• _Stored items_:
────────────────
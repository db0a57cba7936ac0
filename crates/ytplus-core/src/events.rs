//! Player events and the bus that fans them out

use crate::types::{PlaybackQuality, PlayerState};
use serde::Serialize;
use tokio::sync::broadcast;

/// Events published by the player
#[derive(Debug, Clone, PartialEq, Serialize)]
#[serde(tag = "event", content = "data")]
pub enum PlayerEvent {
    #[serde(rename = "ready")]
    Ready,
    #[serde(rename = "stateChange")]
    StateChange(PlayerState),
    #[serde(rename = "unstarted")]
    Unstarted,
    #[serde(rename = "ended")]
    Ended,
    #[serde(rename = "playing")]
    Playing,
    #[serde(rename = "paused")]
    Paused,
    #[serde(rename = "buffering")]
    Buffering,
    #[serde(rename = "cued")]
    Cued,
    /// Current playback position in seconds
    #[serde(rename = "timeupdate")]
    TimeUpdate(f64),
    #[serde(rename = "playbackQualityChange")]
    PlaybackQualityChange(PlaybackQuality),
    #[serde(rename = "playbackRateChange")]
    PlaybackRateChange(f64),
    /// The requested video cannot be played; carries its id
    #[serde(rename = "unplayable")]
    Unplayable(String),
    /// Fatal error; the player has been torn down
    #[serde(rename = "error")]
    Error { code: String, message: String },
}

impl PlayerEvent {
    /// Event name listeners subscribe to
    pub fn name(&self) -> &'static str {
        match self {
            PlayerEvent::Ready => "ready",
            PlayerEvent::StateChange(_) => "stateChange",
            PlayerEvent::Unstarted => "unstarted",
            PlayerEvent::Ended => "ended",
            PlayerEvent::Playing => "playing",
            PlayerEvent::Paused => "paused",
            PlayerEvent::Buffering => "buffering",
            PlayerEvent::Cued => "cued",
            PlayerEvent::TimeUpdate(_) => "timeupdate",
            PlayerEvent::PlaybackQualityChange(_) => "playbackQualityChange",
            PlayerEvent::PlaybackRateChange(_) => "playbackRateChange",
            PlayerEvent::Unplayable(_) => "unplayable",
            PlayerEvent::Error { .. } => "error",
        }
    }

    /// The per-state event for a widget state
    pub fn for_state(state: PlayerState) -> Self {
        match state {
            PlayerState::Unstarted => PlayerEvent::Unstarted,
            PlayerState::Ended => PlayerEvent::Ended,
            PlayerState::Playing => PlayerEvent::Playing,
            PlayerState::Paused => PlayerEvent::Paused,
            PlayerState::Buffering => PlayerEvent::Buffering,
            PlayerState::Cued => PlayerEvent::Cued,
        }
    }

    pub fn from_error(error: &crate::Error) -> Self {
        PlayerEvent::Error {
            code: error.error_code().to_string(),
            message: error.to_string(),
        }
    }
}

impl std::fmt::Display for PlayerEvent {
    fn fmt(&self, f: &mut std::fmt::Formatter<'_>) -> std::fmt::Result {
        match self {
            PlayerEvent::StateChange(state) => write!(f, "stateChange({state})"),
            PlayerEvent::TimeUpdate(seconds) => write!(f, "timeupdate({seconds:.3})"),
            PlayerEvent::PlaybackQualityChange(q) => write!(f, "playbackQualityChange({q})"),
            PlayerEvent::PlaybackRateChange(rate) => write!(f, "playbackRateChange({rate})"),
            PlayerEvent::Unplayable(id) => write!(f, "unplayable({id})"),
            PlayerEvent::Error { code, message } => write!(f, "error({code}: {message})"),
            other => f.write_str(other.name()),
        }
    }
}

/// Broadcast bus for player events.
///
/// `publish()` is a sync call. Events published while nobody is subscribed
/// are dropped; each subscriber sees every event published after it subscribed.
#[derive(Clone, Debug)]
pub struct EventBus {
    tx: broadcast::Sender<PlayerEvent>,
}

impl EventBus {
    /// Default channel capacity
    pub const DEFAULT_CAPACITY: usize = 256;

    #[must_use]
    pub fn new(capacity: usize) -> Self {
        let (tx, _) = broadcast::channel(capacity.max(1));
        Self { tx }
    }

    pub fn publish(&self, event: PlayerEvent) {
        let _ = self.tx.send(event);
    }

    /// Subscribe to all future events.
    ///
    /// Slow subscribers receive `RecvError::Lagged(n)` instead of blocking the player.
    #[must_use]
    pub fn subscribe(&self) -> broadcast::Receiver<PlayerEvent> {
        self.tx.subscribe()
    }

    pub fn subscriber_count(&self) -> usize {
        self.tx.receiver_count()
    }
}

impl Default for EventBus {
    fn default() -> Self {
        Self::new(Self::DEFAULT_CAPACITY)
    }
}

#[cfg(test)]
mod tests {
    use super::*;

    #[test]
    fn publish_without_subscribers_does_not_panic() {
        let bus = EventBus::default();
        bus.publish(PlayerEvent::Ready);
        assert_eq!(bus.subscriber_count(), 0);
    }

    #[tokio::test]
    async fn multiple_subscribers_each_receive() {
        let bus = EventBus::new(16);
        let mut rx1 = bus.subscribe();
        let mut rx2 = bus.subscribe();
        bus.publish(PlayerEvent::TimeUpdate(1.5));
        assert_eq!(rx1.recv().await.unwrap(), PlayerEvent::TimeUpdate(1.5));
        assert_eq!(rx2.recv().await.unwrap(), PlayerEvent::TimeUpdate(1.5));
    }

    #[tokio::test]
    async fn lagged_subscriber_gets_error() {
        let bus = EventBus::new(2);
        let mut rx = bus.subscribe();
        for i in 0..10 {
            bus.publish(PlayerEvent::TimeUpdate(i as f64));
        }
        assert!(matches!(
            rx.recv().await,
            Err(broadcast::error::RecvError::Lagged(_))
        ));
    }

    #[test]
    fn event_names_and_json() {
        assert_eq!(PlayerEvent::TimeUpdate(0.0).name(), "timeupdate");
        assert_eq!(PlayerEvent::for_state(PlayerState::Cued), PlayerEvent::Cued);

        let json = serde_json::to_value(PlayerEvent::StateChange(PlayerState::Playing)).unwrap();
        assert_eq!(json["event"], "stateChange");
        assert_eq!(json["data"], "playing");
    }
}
────────────────
• _Task_:
All records must be transcribed exactly, with none left out.

• _Answer area_:
repository db0a57cba7936ac0
filename crates/ytplus-core/src/events.rs
//! Player events and the bus that fans them out

use crate::types::{PlaybackQuality, PlayerState};
use serde::Serialize;
use tokio::sync::broadcast;

/// Events published by the player
#[derive(Debug, Clone, PartialEq, Serialize)]
#[serde(tag = "event", content = "data")]
pub enum PlayerEvent {
    #[serde(rename = "ready")]
    Ready,
    #[serde(rename = "stateChange")]
    StateChange(PlayerState),
    #[serde(rename = "unstarted")]
    Unstarted,
    #[serde(rename = "ended")]
    Ended,
    #[serde(rename = "playing")]
    Playing,
    #[serde(rename = "paused")]
    Paused,
    #[serde(rename = "buffering")]
    Buffering,
    #[serde(rename = "cued")]
    Cued,
    /// Current playback position in seconds
    #[serde(rename = "timeupdate")]
    TimeUpdate(f64),
    #[serde(rename = "playbackQualityChange")]
    PlaybackQualityChange(PlaybackQuality),
    #[serde(rename = "playbackRateChange")]
    PlaybackRateChange(f64),
    /// The requested video cannot be played; carries its id
    #[serde(rename = "unplayable")]
    Unplayable(String),
    /// Fatal error; the player has been torn down
    #[serde(rename = "error")]
    Error { code: String, message: String },
}

impl PlayerEvent {
    /// Event name listeners subscribe to
    pub fn name(&self) -> &'static str {
        match self {
            PlayerEvent::Ready => "ready",
            PlayerEvent::StateChange(_) => "stateChange",
            PlayerEvent::Unstarted => "unstarted",
            PlayerEvent::Ended => "ended",
            PlayerEvent::Playing => "playing",
            PlayerEvent::Paused => "paused",
            PlayerEvent::Buffering => "buffering",
            PlayerEvent::Cued => "cued",
            PlayerEvent::TimeUpdate(_) => "timeupdate",
            PlayerEvent::PlaybackQualityChange(_) => "playbackQualityChange",
            PlayerEvent::PlaybackRateChange(_) => "playbackRateChange",
            PlayerEvent::Unplayable(_) => "unplayable",
            PlayerEvent::Error { .. } => "error",
        }
    }

    /// The per-state event for a widget state
    pub fn for_state(state: PlayerState) -> Self {
        match state {
            PlayerState::Unstarted => PlayerEvent::Unstarted,
            PlayerState::Ended => PlayerEvent::Ended,
            PlayerState::Playing => PlayerEvent::Playing,
            PlayerState::Paused => PlayerEvent::Paused,
            PlayerState::Buffering => PlayerEvent::Buffering,
            PlayerState::Cued => PlayerEvent::Cued,
        }
    }

    pub fn from_error(error: &crate::Error) -> Self {
        PlayerEvent::Error {
            code: error.error_code().to_string(),
            message: error.to_string(),
        }
    }
}

impl std::fmt::Display for PlayerEvent {
    fn fmt(&self, f: &mut std::fmt::Formatter<'_>) -> std::fmt::Result {
        match self {
            PlayerEvent::StateChange(state) => write!(f, "stateChange({state})"),
            PlayerEvent::TimeUpdate(seconds) => write!(f, "timeupdate({seconds:.3})"),
            PlayerEvent::PlaybackQualityChange(q) => write!(f, "playbackQualityChange({q})"),
            PlayerEvent::PlaybackRateChange(rate) => write!(f, "playbackRateChange({rate})"),
            PlayerEvent::Unplayable(id) => write!(f, "unplayable({id})"),
            PlayerEvent::Error { code, message } => write!(f, "error({code}: {message})"),
            other => f.write_str(other.name()),
        }
    }
}

/// Broadcast bus for player events.
///
/// `publish()` is a sync call. Events published while nobody is subscribed
/// are dropped; each subscriber sees every event published after it subscribed.
#[derive(Clone, Debug)]
pub struct EventBus {
    tx: broadcast::Sender<PlayerEvent>,
}

impl EventBus {
    /// Default channel capacity
    pub const DEFAULT_CAPACITY: usize = 256;

    #[must_use]
    pub fn new(capacity: usize) -> Self {
        let (tx, _) = broadcast::channel(capacity.max(1));
        Self { tx }
    }

    pub fn publish(&self, event: PlayerEvent) {
        let _ = self.tx.send(event);
    }

    /// Subscribe to all future events.
    ///
    /// Slow subscribers receive `RecvError::Lagged(n)` instead of blocking the player.
    #[must_use]
    pub fn subscribe(&self) -> broadcast::Receiver<PlayerEvent> {
        self.tx.subscribe()
    }

    pub fn subscriber_count(&self) -> usize {
        self.tx.receiver_count()
    }
}

impl Default for EventBus {
    fn default() -> Self {
        Self::new(Self::DEFAULT_CAPACITY)
    }
}

#[cfg(test)]
mod tests {
    use super::*;

    #[test]
    fn publish_without_subscribers_does_not_panic() {
        let bus = EventBus::default();
        bus.publish(PlayerEvent::Ready);
        assert_eq!(bus.subscriber_count(), 0);
    }

    #[tokio::test]
    async fn multiple_subscribers_each_receive() {
        let bus = EventBus::new(16);
        let mut rx1 = bus.subscribe();
        let mut rx2 = bus.subscribe();
        bus.publish(PlayerEvent::TimeUpdate(1.5));
        assert_eq!(rx1.recv().await.unwrap(), PlayerEvent::TimeUpdate(1.5));
        assert_eq!(rx2.recv().await.unwrap(), PlayerEvent::TimeUpdate(1.5));
    }

    #[tokio::test]
    async fn lagged_subscriber_gets_error() {
        let bus = EventBus::new(2);
        let mut rx = bus.subscribe();
        for i in 0..10 {
            bus.publish(PlayerEvent::TimeUpdate(i as f64));
        }
        assert!(matches!(
            rx.recv().await,
            Err(broadcast::error::RecvError::Lagged(_))
        ));
    }

    #[test]
    fn event_names_and_json() {
        assert_eq!(PlayerEvent::TimeUpdate(0.0).name(), "timeupdate");
        assert_eq!(PlayerEvent::for_state(PlayerState::Cued), PlayerEvent::Cued);

        let json = serde_json::to_value(PlayerEvent::StateChange(PlayerState::Playing)).unwrap();
        assert_eq!(json["event"], "stateChange");
        assert_eq!(json["data"], "playing");
    }
}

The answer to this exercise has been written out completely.